**Task to complete**: For the data that follows, state how many lines hold the string "FsStats", giving the number by itself.

(Stored items from a collection)
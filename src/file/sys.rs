//! Account lookups, access checks, extended attributes and filesystem
//! statistics shared by the local backend and the record mutators.

use std::io;
use std::path::Path;

use nix::sys::statvfs::statvfs as nix_statvfs;
use nix::unistd::{AccessFlags, Uid};

#[derive(Debug, Clone, PartialEq, Eq)]
pub struct UserEntry {
    pub uid: u32,
    pub gid: u32,
    pub name: String,
    /// First field of the GECOS entry, if any.
    pub real_name: Option<String>,
}

#[derive(Debug, Clone, PartialEq, Eq)]
pub struct GroupEntry {
    pub gid: u32,
    pub name: String,
}

fn real_name(uid: u32) -> Option<String> {
    let user = nix::unistd::User::from_uid(Uid::from_raw(uid)).ok()??;
    let gecos = user.gecos.to_string_lossy().into_owned();
    gecos
        .split(',')
        .next()
        .filter(|s| !s.is_empty())
        .map(str::to_string)
}

fn user_entry(user: &uzers::User) -> UserEntry {
    UserEntry {
        uid: user.uid(),
        gid: user.primary_group_id(),
        name: user.name().to_string_lossy().into_owned(),
        real_name: real_name(user.uid()),
    }
}

fn group_entry(group: &uzers::Group) -> GroupEntry {
    GroupEntry {
        gid: group.gid(),
        name: group.name().to_string_lossy().into_owned(),
    }
}

pub fn user_by_uid(uid: u32) -> Option<UserEntry> {
    uzers::get_user_by_uid(uid).map(|u| user_entry(&u))
}

pub fn user_by_name(name: &str) -> Option<UserEntry> {
    uzers::get_user_by_name(name).map(|u| user_entry(&u))
}

pub fn group_by_gid(gid: u32) -> Option<GroupEntry> {
    uzers::get_group_by_gid(gid).map(|g| group_entry(&g))
}

pub fn group_by_name(name: &str) -> Option<GroupEntry> {
    uzers::get_group_by_name(name).map(|g| group_entry(&g))
}

pub fn effective_uid() -> u32 {
    uzers::get_effective_uid()
}

/// Supplementary groups of the calling process plus its effective gid.
pub fn current_groups() -> Vec<u32> {
    let mut groups: Vec<u32> = match nix::unistd::getgroups() {
        Ok(groups) => groups.into_iter().map(|g| g.as_raw()).collect(),
        Err(e) => {
            log::warn!("getgroups failed: {}", e);
            Vec::new()
        }
    };
    let egid = uzers::get_effective_gid();
    if !groups.contains(&egid) {
        groups.push(egid);
    }
    groups
}

pub fn can_read(path: &Path) -> bool {
    nix::unistd::access(path, AccessFlags::R_OK).is_ok()
}

pub fn can_write(path: &Path) -> bool {
    nix::unistd::access(path, AccessFlags::W_OK).is_ok()
}

pub fn can_execute(path: &Path) -> bool {
    nix::unistd::access(path, AccessFlags::X_OK).is_ok()
}

/// Whether entries of directory `path` can be created and removed.
pub fn can_modify_entries(path: &Path) -> bool {
    nix::unistd::access(path, AccessFlags::W_OK | AccessFlags::X_OK).is_ok()
}

fn xattrs_unsupported(err: &io::Error) -> bool {
    matches!(err.raw_os_error(), Some(libc::ENOTSUP) | Some(libc::ENODATA))
}

/// The value of extended attribute `name`, without following symlinks.
pub fn get_xattr(path: &Path, name: &str) -> io::Result<Option<Vec<u8>>> {
    match xattr::get(path, name) {
        Ok(value) => Ok(value),
        Err(e) if xattrs_unsupported(&e) => Ok(None),
        Err(e) => Err(e),
    }
}

pub fn list_xattrs(path: &Path) -> io::Result<Vec<String>> {
    match xattr::list(path) {
        Ok(names) => Ok(names.map(|n| n.to_string_lossy().into_owned()).collect()),
        Err(e) if e.raw_os_error() == Some(libc::ENOTSUP) => Ok(Vec::new()),
        Err(e) => Err(e),
    }
}

pub fn set_xattr(path: &Path, name: &str, value: &[u8]) -> io::Result<()> {
    xattr::set(path, name, value)
}

pub fn remove_xattr(path: &Path, name: &str) -> io::Result<()> {
    match xattr::remove(path, name) {
        Err(e) if e.raw_os_error() == Some(libc::ENODATA) => Ok(()),
        other => other,
    }
}

#[derive(Debug, Clone, Copy)]
pub struct FsStats {
    pub free: u64,
    pub size: u64,
}

pub fn statvfs(path: &Path) -> io::Result<FsStats> {
    let st = nix_statvfs(path).map_err(io::Error::from)?;
    let fragment = st.fragment_size() as u64;
    Ok(FsStats {
        free: st.blocks_available() as u64 * fragment,
        size: st.blocks() as u64 * fragment,
    })
}

/// Changes owner and/or group of `path` itself, not of a symlink target.
pub fn chown(path: &Path, uid: Option<u32>, gid: Option<u32>) -> io::Result<()> {
    std::os::unix::fs::lchown(path, uid, gid)
}

#[cfg(test)]
mod tests {
    use super::*;

    #[test]
    fn root_user_resolves() {
        let root = user_by_uid(0).expect("uid 0 exists");
        assert_eq!(root.name, "root");
        assert_eq!(user_by_name("root").map(|u| u.uid), Some(0));
        assert!(user_by_name("no-such-user-npfm").is_none());
        assert_eq!(group_by_gid(0).map(|g| g.name).as_deref(), Some("root"));
    }

    #[test]
    fn current_groups_include_egid() {
        assert!(current_groups().contains(&uzers::get_effective_gid()));
    }

    #[test]
    fn statvfs_reports_sizes() {
        let dir = tempfile::tempdir().expect("tempdir");
        let stats = statvfs(dir.path()).expect("statvfs");
        assert!(stats.size > 0);
        assert!(stats.free <= stats.size);
    }

    #[test]
    fn missing_xattr_is_none() {
        let dir = tempfile::tempdir().expect("tempdir");
        let file = dir.path().join("plain");
        std::fs::write(&file, b"").expect("write");
        assert_eq!(get_xattr(&file, "user.npfm.absent").expect("get"), None);
    }
}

**Exercise answer**: 3